が、イースは特に何も感じなかったようなので俺は自身の気のせいだったのかと思っておく。
うーん。何も無ければいいんだが……。
「(いずれにしてもやはりと言うべきか基本的なスペックは俺の方が圧倒的に上みたいだな)」
『神一柱分の力をそのまま扱えるアキラとそれ以外の人間を比べるのがそもそもどうかと思うがな』
そしてそんな事を思いつつもつつがなく実技訓練は進んでいき、他の候補生がそれぞれ自身の契約している神の力を利用して戦っている姿を見て俺は自分がどれだけ人間離れした存在と化しているかを改めて認識していく。
比べるのなら普通の人間が剣や弓で戦うのなら、俺は大砲を使って戦っている感じだ。
『尤も強い分だけ我の力の扱い方はしっかりと学んでもらわなければ困るがな。力は所詮道具。その性能を正しく引き出せるかどうかは使う者次第であり、おまけに使い方を誤れば自分も含めて傷つける必要が無い者も傷つけるのだからな』
「(言われなくても分かってるよ)」
『ならいい。では、具体的な説明といこうか』
そう言ってイースは俺に先程の氷を出すように言い、俺はイースの言葉に従って氷を取り出す。
『人差し指の爪に力を込めろ』
「(爪?うおっ!?)」
『やはり我そっくりに伸びたな』
俺は周囲の目が俺に向けられていないのを確認してから、右手人差し指の爪の先に力を集め始める。

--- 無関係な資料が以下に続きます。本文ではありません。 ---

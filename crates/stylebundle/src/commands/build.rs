/*
 * build.rs
 * Copyright (c) 2025 Posit, PBC
 *
 * Build command implementation
 */

//! Build command implementation.
//!
//! Loads `stylebundle.yml` for the entry, applies command-line overrides,
//! builds the bundle tree and writes it to the output directory. Nothing is
//! written when the build fails.

use std::path::PathBuf;
use std::sync::Arc;

use anyhow::{Context, Result};
use tracing::info;

use stylebundle_core::{BuildOptions, BundleTree, StageKind, build_blocking, load_config, write_bundle_tree};
use stylebundle_runtime::{NativeRuntime, SystemRuntime};

/// Arguments for the build command
#[derive(Debug)]
pub struct BuildArgs {
    pub entry: String,
    pub out_dir: Option<String>,
    pub no_source_maps: bool,
    pub parallelism: Option<usize>,
    pub transforms: Vec<String>,
    pub dry_run: bool,
    pub json: bool,
}

/// Execute the build command
pub fn execute(args: BuildArgs) -> Result<()> {
    let runtime = Arc::new(NativeRuntime::new());
    let cwd = runtime
        .cwd()
        .map_err(|e| anyhow::anyhow!("Failed to get current directory: {}", e))?;

    let entry = cwd.join(&args.entry);
    let exists = runtime
        .is_file(&entry)
        .map_err(|e| anyhow::anyhow!("Failed to check entry path: {}", e))?;
    if !exists {
        anyhow::bail!("Entry file does not exist: {}", entry.display());
    }

    let options = load_config(runtime.as_ref(), &entry)
        .with_context(|| format!("Failed to load configuration for {}", entry.display()))?;
    let options = apply_overrides(options, &args, &cwd)?;

    let tree = build_blocking(&entry, options.clone(), runtime.clone())
        .with_context(|| format!("Failed to build {}", entry.display()))?;

    if args.dry_run {
        print!("{}", tree.outline());
    } else {
        write_bundle_tree(&tree, &options.out_dir, runtime.as_ref())
            .with_context(|| format!("Failed to write bundles to {}", options.out_dir.display()))?;
        info!(
            "Built {} bundles into {}",
            tree.iter().count(),
            options.out_dir.display()
        );
    }

    if args.json {
        println!("{}", summary(&tree, &options));
    }

    Ok(())
}

/// Command-line flags take precedence over the configuration file.
fn apply_overrides(mut options: BuildOptions, args: &BuildArgs, cwd: &std::path::Path) -> Result<BuildOptions> {
    if let Some(out_dir) = &args.out_dir {
        options.out_dir = cwd.join(PathBuf::from(out_dir));
    }
    if args.no_source_maps {
        options.source_maps = false;
    }
    if let Some(parallelism) = args.parallelism {
        options.parallelism = parallelism;
    }
    if !args.transforms.is_empty() {
        options.transforms = args
            .transforms
            .iter()
            .map(|name| {
                name.parse::<StageKind>()
                    .with_context(|| format!("Invalid --transform value '{}'", name))
            })
            .collect::<Result<Vec<_>>>()?;
    }
    Ok(options)
}

fn summary(tree: &BundleTree, options: &BuildOptions) -> serde_json::Value {
    let bundles: Vec<serde_json::Value> = tree
        .iter()
        .map(|bundle| {
            serde_json::json!({
                "type": bundle.bundle_type,
                "name": bundle.name,
                "bytes": bundle.content.len(),
            })
        })
        .collect();

    serde_json::json!({
        "outDir": options.out_dir.display().to_string(),
        "bundles": bundles,
        "compiles": tree.stats.compiles,
        "linkedReads": tree.stats.linked_reads,
        "readRetries": tree.stats.read_retries,
    })
}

すると、力を込めた爪が長く伸び、その先も鋭く尖ってナイフのようになる。
俺は試しに触ってみるが、この感じなら普通に武器として使えるかもしれない。
うん。流石にこれ以上騒ぎになるのはゴメンだったからな。きちんと周囲を警戒していて正解だった。見た目には小さな変化ではあるけれど、普通の人間の爪は神の力があってもここまでの変化は起きないだろうし。

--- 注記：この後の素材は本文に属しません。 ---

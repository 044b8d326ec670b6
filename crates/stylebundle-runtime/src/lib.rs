/*
 * stylebundle-runtime
 * Copyright (c) 2025 Posit, PBC
 *
 * Runtime abstraction layer for stylebundle.
 *
 * This crate provides a trait-based abstraction for the file system
 * operations the bundler performs, so builds can run against:
 *
 * - NativeRuntime: Full system access using std
 * - MemoryRuntime: An in-memory virtual file system
 *
 * It also hosts the grass-based SCSS compiler entry point.
 */

mod memory;
mod native;
pub mod sass_native;
mod traits;

pub use traits::{PathKind, RuntimeError, RuntimeResult, SystemRuntime};

pub use memory::{MemoryRuntime, VirtualFileSystem};
pub use native::NativeRuntime;

/// Create the default runtime for the host.
pub fn default_runtime() -> NativeRuntime {
    NativeRuntime::new()
}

「(で、爪が伸びて硬くなるだけなのか?これだけでも武器として使えそうではあるけど)」
『勿論武器としても使えるが、我の爪と同じならもう一つ役割がある。試しにさっき拾った氷を突いてみろ』
「(へぇ、これは面白いな)」
『うむ。出来たな』
俺は氷に伸びた爪で触れる。
すると爪が触れた箇所から繋がって一体化している氷は一気に砕け散って行き、その後直ぐに融けて水になった上に水蒸気に変化して跡形もなくなる。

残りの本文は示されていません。